A stunning 99 percent of nursing home records examined by the Office of Inspector General (OIG) failed to meet at least one of the federally required assessment or documentation steps for administering antipsychotic drugs under Medicare/Medicaid, according to an OIG report released this week.
One-third of the examined records showed no evidence that residents receiving antipsychotic drugs were ever assessed for the medical need of the drugs. Eighteen percent of the records indicated no intervention plan for antipsychotic drug use, and four percent showed no use of the Resident Assessment Protocol for psychotropic drugs. All but one of the records failed to provide documentation to prove that a care plan was in place.
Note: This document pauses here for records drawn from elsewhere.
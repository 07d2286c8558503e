//! Applications installed on a device.

use serde::{Deserialize, Serialize};
use serde_json::Value;
use tracing::debug;

/// An installed application as reported by the device tool.
///
/// Field names follow the tool's JSON so records decode directly.
#[derive(Debug, Clone, PartialEq, Eq, Hash, Serialize, Deserialize)]
#[serde(rename_all = "camelCase")]
pub struct InstalledApp {
    pub bundle_identifier: String,
    pub name: String,
    pub version: String,
    pub bundle_version: String,
    pub app_clip: bool,
    /// First-party flag as the tool names it.
    pub built_by_developer: bool,
    pub default_app: bool,
    pub hidden: bool,
    pub internal_app: bool,
    pub removable: bool,
    pub url: String,
}

impl InstalledApp {
    /// The bundle identifier doubles as the app id.
    pub fn id(&self) -> &str {
        &self.bundle_identifier
    }
}

/// Decode every well-formed app record, dropping the rest.
pub fn decode_apps(records: &[Value]) -> Vec<InstalledApp> {
    records
        .iter()
        .filter_map(|record| match InstalledApp::deserialize(record) {
            Ok(app) => Some(app),
            Err(e) => {
                debug!(error = %e, "Skipping app record");
                None
            }
        })
        .collect()
}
In response to the disturbing findings, the OIG has urged the Centers for Medicare & Medicaid Services to step up its monitoring of antipsychotic drug use and to take strong action against nursing homes that are not in compliance with the regulations. The OIG report further supports the CMS efforts already underway to reduce the unnecessary use of antipsychotic drugs in nursing homes, especially in relation to residents with dementia.
To receive reimbursement under Medicare/Medicaid for antipsychotic drug administration, nursing homes must document four specific steps: (1) Resident assessment, (2) consideration of the Resident Assessment Protocol for psychotropic drug use, (3) development of a care plan, and (4) planned interventions for antipsychotic drug use.
The report reviewed a random sampling of care records for residents who had Medicare claims for atypical antipsychotic drugs during a six-month period in 2007.